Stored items
******************************

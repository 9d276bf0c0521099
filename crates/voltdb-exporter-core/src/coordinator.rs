//! Gather cycle: one `@Statistics` call per selected category, issued
//! concurrently, then a barrier until every category has reported back.
//!
//! ```text
//!   Idle ──▶ Connecting ──▶ Dispatching ──▶ Awaiting ──▶ Done(outcome)
//!               │                                           ▲
//!               └──────────── connect failed ───────────────┘
//! ```
//!
//! Each dispatched call carries a [`Completion`] that reports exactly once:
//! either from the response callback, or, if the client drops the callback
//! without running it, as `Abandoned`. The coordinator counts arrivals on an
//! mpsc channel, so the barrier cannot hang on a lost callback. With a cycle
//! timeout configured it cannot hang on a stalled server either.
//!
//! Transport-level failures (dispatch errors, lost or abandoned calls,
//! timeouts) discard the connection; the next cycle reconnects. Server
//! errors and decode errors leave it in place.

use std::collections::{BTreeSet, HashMap};
use std::sync::atomic::{AtomicBool, Ordering};
use std::sync::mpsc::{self, RecvTimeoutError};
use std::sync::Arc;
use std::time::{Duration, Instant};

use tracing::{debug, info, warn};

use crate::category::StatsCategory;
use crate::client::{
    ClientError, ProcedureParam, ProcedureResponse, ResponseCallback, STATISTICS_PROCEDURE,
    StatsClient, StatsConnection,
};
use crate::config::{ConnectSettings, ExporterConfig};
use crate::mapper::StatsMapper;
use crate::registry::{MetricRegistry, RegistryError};

/// How long `disconnect` waits for outstanding calls before closing.
pub const DRAIN_TIMEOUT: Duration = Duration::from_secs(5);

#[derive(Debug, Clone, Copy, PartialEq, Eq)]
pub enum GatherOutcome {
    /// Every category reported.
    Success,
    /// Some categories failed but at least one value was recorded.
    Degraded,
    /// Nothing was recorded this cycle.
    Failed,
}

#[derive(Debug, Clone, Copy, PartialEq, Eq)]
pub enum GatherPhase {
    Idle,
    Connecting,
    Dispatching,
    Awaiting,
    Done(GatherOutcome),
}

/// Summary of one gather cycle.
#[derive(Debug, Clone)]
pub struct CycleReport {
    pub outcome: GatherOutcome,
    /// Values written to the registry this cycle.
    pub values_reported: usize,
    /// Categories whose call was accepted by the client.
    pub dispatched: usize,
    /// Failed categories with a human-readable reason.
    pub failed: Vec<(StatsCategory, String)>,
    pub elapsed: Duration,
}

impl CycleReport {
    pub fn is_failed(&self, category: StatsCategory) -> bool {
        self.failed.iter().any(|(c, _)| *c == category)
    }
}

#[derive(Debug)]
enum CategoryResult {
    Decoded(usize),
    DecodeFailed(String),
    ServerFailed(String),
    TransportFailed(String),
    DispatchFailed(String),
    Abandoned,
    TimedOut,
}

impl CategoryResult {
    /// Whether this result means the connection can no longer be trusted.
    fn taints_connection(&self) -> bool {
        matches!(
            self,
            CategoryResult::TransportFailed(_)
                | CategoryResult::DispatchFailed(_)
                | CategoryResult::Abandoned
                | CategoryResult::TimedOut
        )
    }

    fn reason(&self) -> String {
        match self {
            CategoryResult::Decoded(_) => String::new(),
            CategoryResult::DecodeFailed(msg) => format!("decode failed: {}", msg),
            CategoryResult::ServerFailed(msg) => format!("server error: {}", msg),
            CategoryResult::TransportFailed(msg) => msg.clone(),
            CategoryResult::DispatchFailed(msg) => msg.clone(),
            CategoryResult::Abandoned => "callback dropped without a response".to_string(),
            CategoryResult::TimedOut => "no response before cycle timeout".to_string(),
        }
    }
}

struct Arrival {
    category: StatsCategory,
    result: CategoryResult,
}

/// Reports one category's result exactly once, on completion or on drop.
struct Completion {
    category: StatsCategory,
    fired: Arc<AtomicBool>,
    tx: mpsc::Sender<Arrival>,
}

impl Completion {
    fn complete(self, result: CategoryResult) {
        self.send(result);
    }

    fn send(&self, result: CategoryResult) {
        if !self.fired.swap(true, Ordering::AcqRel) {
            // Receiver is gone once the cycle has given up on us.
            let _ = self.tx.send(Arrival {
                category: self.category,
                result,
            });
        }
    }
}

impl Drop for Completion {
    fn drop(&mut self) {
        self.send(CategoryResult::Abandoned);
    }
}

fn classify(
    mapper: &StatsMapper,
    registry: &MetricRegistry,
    result: Result<ProcedureResponse, ClientError>,
) -> CategoryResult {
    match result {
        Err(e) => CategoryResult::TransportFailed(e.to_string()),
        Ok(response) if response.is_connection_failure() => {
            CategoryResult::TransportFailed(response.describe())
        }
        Ok(response) if !response.is_success() => CategoryResult::ServerFailed(response.describe()),
        Ok(response) => match mapper.decode(&response.tables, registry) {
            Ok(n) => CategoryResult::Decoded(n),
            Err(e) => CategoryResult::DecodeFailed(e.to_string()),
        },
    }
}

#[derive(Default)]
struct Tally {
    values: usize,
    failed: Vec<(StatsCategory, String)>,
    tainted: bool,
}

impl Tally {
    fn record(&mut self, category: StatsCategory, result: CategoryResult) {
        if let CategoryResult::Decoded(n) = result {
            self.values += n;
            return;
        }
        let reason = result.reason();
        warn!(category = %category, reason = %reason, "statistics request failed");
        self.tainted |= result.taints_connection();
        self.failed.push((category, reason));
    }
}

/// Runs gather cycles against one cluster and owns its connection.
pub struct GatherCoordinator<C: StatsClient> {
    client: C,
    settings: ConnectSettings,
    mappers: Vec<Arc<StatsMapper>>,
    registry: Arc<MetricRegistry>,
    connection: Option<C::Connection>,
    interval: bool,
    cycle_timeout: Option<Duration>,
    phase: GatherPhase,
}

impl<C: StatsClient> GatherCoordinator<C> {
    /// Builds a coordinator and registers every selected category's metrics.
    pub fn new(
        client: C,
        config: &ExporterConfig,
        registry: Arc<MetricRegistry>,
    ) -> Result<Self, RegistryError> {
        let mappers = config
            .categories
            .iter()
            .map(|&category| Arc::new(StatsMapper::new(category)))
            .collect::<Vec<_>>();
        for mapper in &mappers {
            mapper.register(&registry)?;
        }
        let selected: Vec<&str> = config.categories.iter().map(|c| c.selector()).collect();
        info!(
            categories = %selected.join(","),
            metrics = registry.snapshot_names().len(),
            "statistics registered"
        );

        let mut settings = config.connection.clone();
        // Calls and pings must not outlive the cycle that issued them.
        if settings.request_timeout.is_none() {
            settings.request_timeout = config.cycle_timeout;
        }

        Ok(Self {
            client,
            settings,
            mappers,
            registry,
            connection: None,
            interval: config.interval,
            cycle_timeout: config.cycle_timeout,
            phase: GatherPhase::Idle,
        })
    }

    pub fn phase(&self) -> GatherPhase {
        self.phase
    }

    pub fn is_connected(&self) -> bool {
        self.connection.is_some()
    }

    pub fn registry(&self) -> &Arc<MetricRegistry> {
        &self.registry
    }

    pub fn categories(&self) -> impl Iterator<Item = StatsCategory> + '_ {
        self.mappers.iter().map(|m| m.category())
    }

    /// Runs one full gather cycle. Never fails; problems are in the report.
    pub fn gather(&mut self) -> CycleReport {
        let started = Instant::now();

        if self.connection.is_none() {
            self.phase = GatherPhase::Connecting;
            match self.client.connect(&self.settings) {
                Ok(connection) => self.connection = Some(connection),
                Err(e) => {
                    warn!(servers = %self.settings.server_list(), error = %e, "unable to connect");
                    let reason = e.to_string();
                    let failed = self.categories().map(|c| (c, reason.clone())).collect();
                    let tally = Tally {
                        failed,
                        ..Tally::default()
                    };
                    return self.finish(started, 0, tally);
                }
            }
        }
        let Some(connection) = self.connection.as_ref() else {
            return self.finish(started, 0, Tally::default());
        };

        self.phase = GatherPhase::Dispatching;
        let (tx, rx) = mpsc::channel::<Arrival>();
        let mut pending = BTreeSet::new();
        let mut dispatch_errors: HashMap<StatsCategory, ClientError> = HashMap::new();
        let mut tally = Tally::default();
        let mut dispatched = 0;

        for mapper in &self.mappers {
            let category = mapper.category();
            let fired = Arc::new(AtomicBool::new(false));
            let completion = Completion {
                category,
                fired: Arc::clone(&fired),
                tx: tx.clone(),
            };
            let cb_mapper = Arc::clone(mapper);
            let cb_registry = Arc::clone(&self.registry);
            let callback: ResponseCallback = Box::new(move |result| {
                completion.complete(classify(&cb_mapper, &cb_registry, result));
            });

            let params = vec![
                ProcedureParam::String(category.selector().to_string()),
                ProcedureParam::Integer(i64::from(self.interval)),
            ];
            match connection.call_procedure(STATISTICS_PROCEDURE, params, callback) {
                Ok(()) => {
                    dispatched += 1;
                    pending.insert(category);
                }
                Err(e) if !fired.swap(true, Ordering::AcqRel) => {
                    // The client still holds the callback; it can no longer report.
                    tally.record(category, CategoryResult::DispatchFailed(e.to_string()));
                }
                Err(e) => {
                    // The dropped callback already reported `Abandoned`.
                    dispatch_errors.insert(category, e);
                    pending.insert(category);
                }
            }
        }
        drop(tx);
        debug!(dispatched, pending = pending.len(), "statistics requests dispatched");

        self.phase = GatherPhase::Awaiting;
        let deadline = self.cycle_timeout.map(|t| started + t);
        while !pending.is_empty() {
            let received = match deadline {
                Some(deadline) => rx.recv_timeout(deadline.saturating_duration_since(Instant::now())),
                None => rx.recv().map_err(|_| RecvTimeoutError::Disconnected),
            };
            let arrival = match received {
                Ok(arrival) => arrival,
                Err(RecvTimeoutError::Timeout) => {
                    for category in std::mem::take(&mut pending) {
                        tally.record(category, CategoryResult::TimedOut);
                    }
                    break;
                }
                Err(RecvTimeoutError::Disconnected) => {
                    for category in std::mem::take(&mut pending) {
                        tally.record(category, CategoryResult::Abandoned);
                    }
                    break;
                }
            };
            if !pending.remove(&arrival.category) {
                continue;
            }
            let result = match (arrival.result, dispatch_errors.remove(&arrival.category)) {
                (CategoryResult::Abandoned, Some(e)) => CategoryResult::DispatchFailed(e.to_string()),
                (result, _) => result,
            };
            tally.record(arrival.category, result);
        }

        self.finish(started, dispatched, tally)
    }

    fn finish(&mut self, started: Instant, dispatched: usize, tally: Tally) -> CycleReport {
        if tally.tainted {
            if let Some(connection) = self.connection.take() {
                warn!("discarding VoltDB connection after transport failure");
                connection.close();
            }
        }

        let outcome = if tally.failed.is_empty() {
            GatherOutcome::Success
        } else if tally.values > 0 {
            GatherOutcome::Degraded
        } else {
            GatherOutcome::Failed
        };
        self.phase = GatherPhase::Done(outcome);

        let report = CycleReport {
            outcome,
            values_reported: tally.values,
            dispatched,
            failed: tally.failed,
            elapsed: started.elapsed(),
        };
        debug!(
            outcome = ?report.outcome,
            values = report.values_reported,
            failed = report.failed.len(),
            elapsed_ms = report.elapsed.as_millis() as u64,
            "gather cycle finished"
        );
        report
    }

    /// Waits for outstanding calls (bounded by [`DRAIN_TIMEOUT`]) and closes
    /// the connection.
    pub fn disconnect(&mut self) {
        if let Some(connection) = self.connection.take() {
            if !connection.drain(DRAIN_TIMEOUT) {
                warn!("closing VoltDB connection with calls still outstanding");
            }
            connection.close();
            info!("disconnected from VoltDB");
        }
        self.phase = GatherPhase::Idle;
    }
}

impl<C: StatsClient> Drop for GatherCoordinator<C> {
    fn drop(&mut self) {
        self.disconnect();
    }
}
impl HttpClient {
    pub fn new() -> Self {
        Self {
            max_outstanding: DEFAULT_MAX_OUTSTANDING,
        }
    }

    pub fn with_max_outstanding(mut self, max_outstanding: usize) -> Self {
        self.max_outstanding = max_outstanding;
        self
    }
}

impl StatsClient for HttpClient {
    type Connection = HttpConnection;

    fn connect(&self, settings: &ConnectSettings) -> Result<HttpConnection, ClientError> {
        let http = build_http_client(settings)?;
        let scheme = if settings.tls.enabled { "https" } else { "http" };
        let endpoints: Vec<String> = settings
            .servers
            .iter()
            .map(|server| endpoint_url(scheme, server, settings.port))
            .collect();

        let shared = Arc::new(Shared {
            http,
            endpoints,
            credentials: settings.credentials.clone(),
            next: AtomicUsize::new(0),
            outstanding: Mutex::new(0),
            idle: Condvar::new(),
            closed: AtomicBool::new(false),
            max_outstanding: self.max_outstanding,
        });

        // All pings share one request timeout so a silent server can't stall
        // the connect phase once per entry.
        let deadline = settings.request_timeout.map(|t| Instant::now() + t);
        for (server, endpoint) in settings.servers.iter().zip(&shared.endpoints) {
            info!(server = %server, port = settings.port, "connecting to VoltDB");
            let remaining = deadline.map(|d| d.saturating_duration_since(Instant::now()));
            if remaining == Some(Duration::ZERO) {
                return Err(ClientError::Connect {
                    server: server.clone(),
                    message: "timed out before ping".to_string(),
                });
            }
            let response = shared
                .invoke(endpoint, PING_PROCEDURE, &[], remaining)
                .map_err(|e| ClientError::Connect {
                    server: server.clone(),
                    message: e.to_string(),
                })?;
            if !response.is_success() {
                return Err(ClientError::Connect {
                    server: server.clone(),
                    message: response.describe(),
                });
            }
            info!(server = %server, "connected to VoltDB");
        }

        Ok(HttpConnection { shared })
    }
}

******************************

How many of the lines in the records include the word "format"? Only the number should be given.

2